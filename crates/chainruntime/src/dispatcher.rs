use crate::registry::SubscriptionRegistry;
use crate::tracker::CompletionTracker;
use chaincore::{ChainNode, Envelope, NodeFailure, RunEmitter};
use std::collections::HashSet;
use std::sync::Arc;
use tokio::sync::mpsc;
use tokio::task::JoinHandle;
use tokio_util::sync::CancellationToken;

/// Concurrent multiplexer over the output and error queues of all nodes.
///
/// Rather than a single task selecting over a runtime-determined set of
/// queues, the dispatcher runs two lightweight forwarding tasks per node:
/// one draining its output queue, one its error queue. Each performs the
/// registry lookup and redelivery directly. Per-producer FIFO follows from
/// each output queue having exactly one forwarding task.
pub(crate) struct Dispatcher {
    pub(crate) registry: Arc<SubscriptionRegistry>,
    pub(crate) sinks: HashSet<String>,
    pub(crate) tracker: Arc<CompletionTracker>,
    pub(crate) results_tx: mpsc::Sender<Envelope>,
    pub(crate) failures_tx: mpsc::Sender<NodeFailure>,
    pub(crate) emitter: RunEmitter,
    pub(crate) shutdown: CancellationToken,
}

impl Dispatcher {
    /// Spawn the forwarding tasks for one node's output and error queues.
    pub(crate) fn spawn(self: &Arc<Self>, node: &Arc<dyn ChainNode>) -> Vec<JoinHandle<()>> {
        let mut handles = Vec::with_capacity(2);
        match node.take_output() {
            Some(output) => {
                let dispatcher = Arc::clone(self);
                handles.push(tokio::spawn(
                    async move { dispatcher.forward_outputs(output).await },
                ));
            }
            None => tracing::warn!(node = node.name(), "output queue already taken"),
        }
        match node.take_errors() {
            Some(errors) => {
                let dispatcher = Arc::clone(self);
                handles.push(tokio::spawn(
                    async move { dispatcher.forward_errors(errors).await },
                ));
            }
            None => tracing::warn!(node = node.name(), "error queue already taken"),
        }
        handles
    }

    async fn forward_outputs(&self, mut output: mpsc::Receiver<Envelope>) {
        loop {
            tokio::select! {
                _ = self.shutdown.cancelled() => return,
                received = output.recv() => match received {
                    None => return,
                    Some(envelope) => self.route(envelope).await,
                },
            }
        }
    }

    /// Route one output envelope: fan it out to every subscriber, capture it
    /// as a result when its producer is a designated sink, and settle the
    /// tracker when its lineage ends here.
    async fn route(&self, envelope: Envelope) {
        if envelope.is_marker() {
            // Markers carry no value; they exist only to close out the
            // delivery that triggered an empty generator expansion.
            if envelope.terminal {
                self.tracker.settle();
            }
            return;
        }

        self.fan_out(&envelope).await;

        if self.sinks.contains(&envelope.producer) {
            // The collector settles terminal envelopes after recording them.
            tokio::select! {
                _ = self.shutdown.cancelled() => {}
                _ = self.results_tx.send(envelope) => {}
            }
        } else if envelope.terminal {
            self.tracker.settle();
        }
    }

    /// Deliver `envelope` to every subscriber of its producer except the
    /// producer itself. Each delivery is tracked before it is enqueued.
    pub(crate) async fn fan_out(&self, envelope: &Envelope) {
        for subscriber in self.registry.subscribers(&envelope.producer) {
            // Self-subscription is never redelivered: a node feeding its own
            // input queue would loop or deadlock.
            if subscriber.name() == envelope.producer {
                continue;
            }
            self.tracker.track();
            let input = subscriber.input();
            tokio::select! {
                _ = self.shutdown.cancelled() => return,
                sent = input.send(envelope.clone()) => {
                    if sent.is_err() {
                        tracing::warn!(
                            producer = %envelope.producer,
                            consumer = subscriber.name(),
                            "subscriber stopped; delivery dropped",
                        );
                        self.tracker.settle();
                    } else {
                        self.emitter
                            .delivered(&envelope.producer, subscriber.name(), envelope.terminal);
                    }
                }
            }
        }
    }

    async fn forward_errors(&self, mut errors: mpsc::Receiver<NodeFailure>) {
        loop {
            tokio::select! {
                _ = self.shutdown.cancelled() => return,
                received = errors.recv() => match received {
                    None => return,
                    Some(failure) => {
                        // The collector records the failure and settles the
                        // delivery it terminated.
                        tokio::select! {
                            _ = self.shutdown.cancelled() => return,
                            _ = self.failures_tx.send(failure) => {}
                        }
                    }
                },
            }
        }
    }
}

○ ○ ○ ○ ○

ACTION ITEM | Would you please reproduce the entries above word for word?

RESULT OF THIS TASK |
filename crates/chainruntime/src/dispatcher.rs
use crate::registry::SubscriptionRegistry;
use crate::tracker::CompletionTracker;
use chaincore::{ChainNode, Envelope, NodeFailure, RunEmitter};
use std::collections::HashSet;
use std::sync::Arc;
use tokio::sync::mpsc;
use tokio::task::JoinHandle;
use tokio_util::sync::CancellationToken;

/// Concurrent multiplexer over the output and error queues of all nodes.
///
/// Rather than a single task selecting over a runtime-determined set of
/// queues, the dispatcher runs two lightweight forwarding tasks per node:
/// one draining its output queue, one its error queue. Each performs the
/// registry lookup and redelivery directly. Per-producer FIFO follows from
/// each output queue having exactly one forwarding task.
pub(crate) struct Dispatcher {
    pub(crate) registry: Arc<SubscriptionRegistry>,
    pub(crate) sinks: HashSet<String>,
    pub(crate) tracker: Arc<CompletionTracker>,
    pub(crate) results_tx: mpsc::Sender<Envelope>,
    pub(crate) failures_tx: mpsc::Sender<NodeFailure>,
    pub(crate) emitter: RunEmitter,
    pub(crate) shutdown: CancellationToken,
}

impl Dispatcher {
    /// Spawn the forwarding tasks for one node's output and error queues.
    pub(crate) fn spawn(self: &Arc<Self>, node: &Arc<dyn ChainNode>) -> Vec<JoinHandle<()>> {
        let mut handles = Vec::with_capacity(2);
        match node.take_output() {
            Some(output) => {
                let dispatcher = Arc::clone(self);
                handles.push(tokio::spawn(
                    async move { dispatcher.forward_outputs(output).await },
                ));
            }
            None => tracing::warn!(node = node.name(), "output queue already taken"),
        }
        match node.take_errors() {
            Some(errors) => {
                let dispatcher = Arc::clone(self);
                handles.push(tokio::spawn(
                    async move { dispatcher.forward_errors(errors).await },
                ));
            }
            None => tracing::warn!(node = node.name(), "error queue already taken"),
        }
        handles
    }

    async fn forward_outputs(&self, mut output: mpsc::Receiver<Envelope>) {
        loop {
            tokio::select! {
                _ = self.shutdown.cancelled() => return,
                received = output.recv() => match received {
                    None => return,
                    Some(envelope) => self.route(envelope).await,
                },
            }
        }
    }

    /// Route one output envelope: fan it out to every subscriber, capture it
    /// as a result when its producer is a designated sink, and settle the
    /// tracker when its lineage ends here.
    async fn route(&self, envelope: Envelope) {
        if envelope.is_marker() {
            // Markers carry no value; they exist only to close out the
            // delivery that triggered an empty generator expansion.
            if envelope.terminal {
                self.tracker.settle();
            }
            return;
        }

        self.fan_out(&envelope).await;

        if self.sinks.contains(&envelope.producer) {
            // The collector settles terminal envelopes after recording them.
            tokio::select! {
                _ = self.shutdown.cancelled() => {}
                _ = self.results_tx.send(envelope) => {}
            }
        } else if envelope.terminal {
            self.tracker.settle();
        }
    }

    /// Deliver `envelope` to every subscriber of its producer except the
    /// producer itself. Each delivery is tracked before it is enqueued.
    pub(crate) async fn fan_out(&self, envelope: &Envelope) {
        for subscriber in self.registry.subscribers(&envelope.producer) {
            // Self-subscription is never redelivered: a node feeding its own
            // input queue would loop or deadlock.
            if subscriber.name() == envelope.producer {
                continue;
            }
            self.tracker.track();
            let input = subscriber.input();
            tokio::select! {
                _ = self.shutdown.cancelled() => return,
                sent = input.send(envelope.clone()) => {
                    if sent.is_err() {
                        tracing::warn!(
                            producer = %envelope.producer,
                            consumer = subscriber.name(),
                            "subscriber stopped; delivery dropped",
                        );
                        self.tracker.settle();
                    } else {
                        self.emitter
                            .delivered(&envelope.producer, subscriber.name(), envelope.terminal);
                    }
                }
            }
        }
    }

    async fn forward_errors(&self, mut errors: mpsc::Receiver<NodeFailure>) {
        loop {
            tokio::select! {
                _ = self.shutdown.cancelled() => return,
                received = errors.recv() => match received {
                    None => return,
                    Some(failure) => {
                        // The collector records the failure and settles the
                        // delivery it terminated.
                        tokio::select! {
                            _ = self.shutdown.cancelled() => return,
                            _ = self.failures_tx.send(failure) => {}
                        }
                    }
                },
            }
        }
    }
}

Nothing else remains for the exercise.